Wells 1994.

Methods	RCT. Individual women. 3‐arm study.
Participants	Inclusion criteria Women undergoing emergency CS. N = 84. Exclusion criteria No information provided.
Interventions	Intervention 1: cephalosporin (B) + nitroimidazole (I). Cefuroxime plus metronidazole. N = ?. Intervention 2: nitroimidazole (I). Metronidazole. N = ?. Comparison: placebo. Placebo. N = ?.
Outcomes	Temperature; wound infection; offensive lochia; UTI.
Notes	Setting: authors from Grey's Hospital, London, UK. Subgroups Non‐elective CS. After cord clamping. IV administration. Single dose. We have not included data from this study because no denominator data were provided. We are attempting to contact the authors. Conference abstract only, no published version of this study has been identified. No information about funding source of study.
Risk of bias
Bias	Authors' judgement	Support for judgement
Random sequence generation (selection bias)	Unclear risk	"...were randomised...".

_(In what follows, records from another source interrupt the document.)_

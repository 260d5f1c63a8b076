use anyhow::Context;
use evlog::{meta, LogEventConsolePrinter, Logger};

use crate::commands::CommandRegistry;
use crate::config::Config;
use crate::runtime::{get_logger, set_logger};
use crate::session::BotSession;

mod commands;
mod config;
mod directory;
mod dispatch;
mod handler;
mod helpers;
mod reaction;
mod runtime;
mod session;
mod sync;
#[cfg(test)]
mod testing;

#[tokio::main]
async fn main() -> anyhow::Result<()> {
    dotenv::dotenv().ok();

    let mut logger = Logger::default();
    logger.register(LogEventConsolePrinter::default());
    set_logger(logger);

    let config = Config::from_env().context("failed to load configuration")?;
    let registry = CommandRegistry::builtin().context("invalid command definitions")?;

    let session = BotSession::new(config, registry);

    let result = if std::env::args().any(|arg| arg == "--sync-only") {
        session.sync_commands().await
    } else {
        session.start().await
    };

    if let Err(e) = result {
        get_logger().error("Bot session ended with an error.", meta! {
            "Error" => format!("{:#}", e),
        });
        return Err(e);
    }

    Ok(())
}
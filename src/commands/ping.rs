use crate::helpers::command_resp::{CommandInteraction, Reply};

pub const PING: &str = "ping";

/// Immediately replies with "Pong!", confirming the bot accepts and answers commands.
pub async fn ping(interaction: &dyn CommandInteraction) -> anyhow::Result<()> {
    interaction.reply(Reply::text("Pong!")).await
}
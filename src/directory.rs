use std::sync::Arc;

use anyhow::Context;
use serenity::async_trait;
use serenity::http::Http;
use serenity::model::id::{CommandId, GuildId};
use serenity::model::interactions::application_command::ApplicationCommand;

use crate::helpers::command_def::CommandSchema;

/// A command as currently registered on the platform.
#[derive(Clone, Debug, PartialEq, Eq)]
pub struct RemoteCommand {
    pub id: u64,
    pub name: String,
}

impl From<&ApplicationCommand> for RemoteCommand {
    fn from(cmd: &ApplicationCommand) -> Self {
        Self {
            id: cmd.id.0,
            name: cmd.name.clone(),
        }
    }
}

/// The platform's per-guild command registration endpoint.
#[async_trait]
pub trait CommandDirectory: Send + Sync {
    async fn list(&self) -> anyhow::Result<Vec<RemoteCommand>>;

    /// Overwrites the whole remote set with `commands`.
    async fn bulk_replace(&self, commands: &[CommandSchema]) -> anyhow::Result<Vec<RemoteCommand>>;

    async fn delete(&self, id: u64) -> anyhow::Result<()>;
}

pub struct GuildCommandDirectory {
    http: Arc<Http>,
    guild_id: GuildId,
}

impl GuildCommandDirectory {
    pub fn new(http: Arc<Http>, guild_id: u64) -> Self {
        Self {
            http,
            guild_id: GuildId(guild_id),
        }
    }
}

#[async_trait]
impl CommandDirectory for GuildCommandDirectory {
    async fn list(&self) -> anyhow::Result<Vec<RemoteCommand>> {
        let existing_cmds = self.guild_id.get_application_commands(&self.http).await
            .context("failed to list guild commands")?;

        Ok(existing_cmds.iter().map(RemoteCommand::from).collect())
    }

    async fn bulk_replace(&self, commands: &[CommandSchema]) -> anyhow::Result<Vec<RemoteCommand>> {
        let created = self.guild_id.set_application_commands(&self.http, |c| {
            for schema in commands {
                c.create_application_command(|cmd| {
                    cmd.name(&schema.name)
                        .description(&schema.description);

                    for opt in &schema.options {
                        cmd.create_option(|o| o
                            .name(&opt.name)
                            .description(&opt.description)
                            .kind(opt.kind.into())
                            .required(opt.required));
                    }

                    cmd
                });
            }

            c
        }).await.context("failed to overwrite guild commands")?;

        Ok(created.iter().map(RemoteCommand::from).collect())
    }

    async fn delete(&self, id: u64) -> anyhow::Result<()> {
        self.guild_id.delete_application_command(&self.http, CommandId(id)).await
            .with_context(|| format!("failed to delete guild command {}", id))?;

        Ok(())
    }
}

Allocation concealment (selection bias)	Unclear risk	No information provided.
Blinding of participants and personnel (performance bias) All outcomes	Unclear risk	No information provided.
Blinding of outcome assessment (detection bias) All outcomes	Unclear risk	No information provided.
Incomplete outcome data (attrition bias) All outcomes	Unclear risk	No information provided.
Selective reporting (reporting bias)	Unclear risk	We did not assess trial protocol.
Other bias	Unclear risk	No baseline data and other aspects of possible bias were unclear. No information about funding source of study.